• [EXERCISE GOAL]
Locate and copy each line in the data that contains the word "validate".

Dataset items:
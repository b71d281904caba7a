// SPDX-License-Identifier: MPL-2.0

//! Run configuration: filter method, its parameters and the file paths.

use std::fmt;
use std::path::PathBuf;
use std::str::FromStr;

use crate::error::{Error, Result};

/// Filter applied to the image.
#[derive(Debug, Clone, Copy, PartialEq, Eq, Default)]
pub enum Method {
    /// Forward and inverse transform with an identity kernel.
    Nop,
    /// Gaussian blur.
    #[default]
    Gaussian,
    /// False color magnitude spectrum.
    Spectrum,
    /// Halve the image size.
    Downscale2x,
    /// Double the image size.
    Upscale2x,
}

impl Method {
    /// Every method, in command line order.
    pub const ALL: [Method; 5] = [
        Method::Nop,
        Method::Gaussian,
        Method::Spectrum,
        Method::Downscale2x,
        Method::Upscale2x,
    ];

    /// Name used on the command line.
    pub fn as_str(self) -> &'static str {
        match self {
            Method::Nop => "nop",
            Method::Gaussian => "gaussian",
            Method::Spectrum => "spectrum",
            Method::Downscale2x => "downscale2x",
            Method::Upscale2x => "upscale2x",
        }
    }
}

impl fmt::Display for Method {
    fn fmt(&self, f: &mut fmt::Formatter<'_>) -> fmt::Result {
        f.write_str(self.as_str())
    }
}

impl FromStr for Method {
    type Err = Error;

    fn from_str(s: &str) -> Result<Self> {
        Method::ALL
            .into_iter()
            .find(|method| method.as_str() == s)
            .ok_or_else(|| Error::Configuration(format!("unknown method: {s}")))
    }
}

/// Parameters of the filter itself, independent of where the image comes from.
#[derive(Debug, Clone, PartialEq)]
pub struct FilterOptions {
    /// Filter to apply.
    pub method: Method,
    /// Standard deviation of the Gaussian kernel, in pixels.
    pub weight: f64,
    /// Maximum number of mirrored pixels added on each side.
    pub extend: u32,
    /// Move zero frequency to the image center in the spectrum view.
    pub center_spectrum: bool,
}

impl Default for FilterOptions {
    fn default() -> Self {
        Self {
            method: Method::default(),
            weight: 10.0,
            extend: 64,
            center_spectrum: false,
        }
    }
}

impl FilterOptions {
    /// Reject parameters no kernel can be built from.
    pub fn validate(&self) -> Result<()> {
        if !self.weight.is_finite() || self.weight <= 0.0 {
            return Err(Error::Configuration(format!(
                "invalid value for 'weight': {}",
                self.weight
            )));
        }
        Ok(())
    }
}

/// A complete run: read `input`, filter it, write `output`.
#[derive(Debug, Clone, PartialEq)]
pub struct Options {
    /// Image to read.
    pub input: PathBuf,
    /// Image to write, the format follows the extension.
    pub output: PathBuf,
    /// Filter parameters.
    pub filter: FilterOptions,
}

impl Options {
    /// Check the options before any file is touched.
    pub fn validate(&self) -> Result<()> {
        self.filter.validate()
    }
}

#[cfg(test)]
mod tests {
    use super::*;

    #[test]
    fn method_names_round_trip() {
        for method in Method::ALL {
            assert_eq!(method.as_str().parse::<Method>().unwrap(), method);
        }
        assert_eq!("downscale2x".parse::<Method>().unwrap(), Method::Downscale2x);
    }

    #[test]
    fn unknown_method_is_a_configuration_error() {
        let err = "sharpen".parse::<Method>().unwrap_err();
        assert!(matches!(err, Error::Configuration(_)));
        assert_eq!(err.to_string(), "invalid configuration: unknown method: sharpen");
    }

    #[test]
    fn defaults() {
        let options = FilterOptions::default();
        assert_eq!(options.method, Method::Gaussian);
        assert_eq!(options.weight, 10.0);
        assert_eq!(options.extend, 64);
        assert!(!options.center_spectrum);
        assert!(options.validate().is_ok());
    }

    #[test]
    fn weight_must_be_positive_and_finite() {
        for weight in [0.0, -2.0, f64::NAN, f64::INFINITY, f64::NEG_INFINITY] {
            let options = FilterOptions {
                weight,
                ..Default::default()
            };
            assert!(matches!(options.validate(), Err(Error::Configuration(_))));
        }
    }
}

• [ANSWER AREA]
    pub fn validate(&self) -> Result<()> {
    pub fn validate(&self) -> Result<()> {
        self.filter.validate()
        assert!(options.validate().is_ok());
            assert!(matches!(options.validate(), Err(Error::Configuration(_))));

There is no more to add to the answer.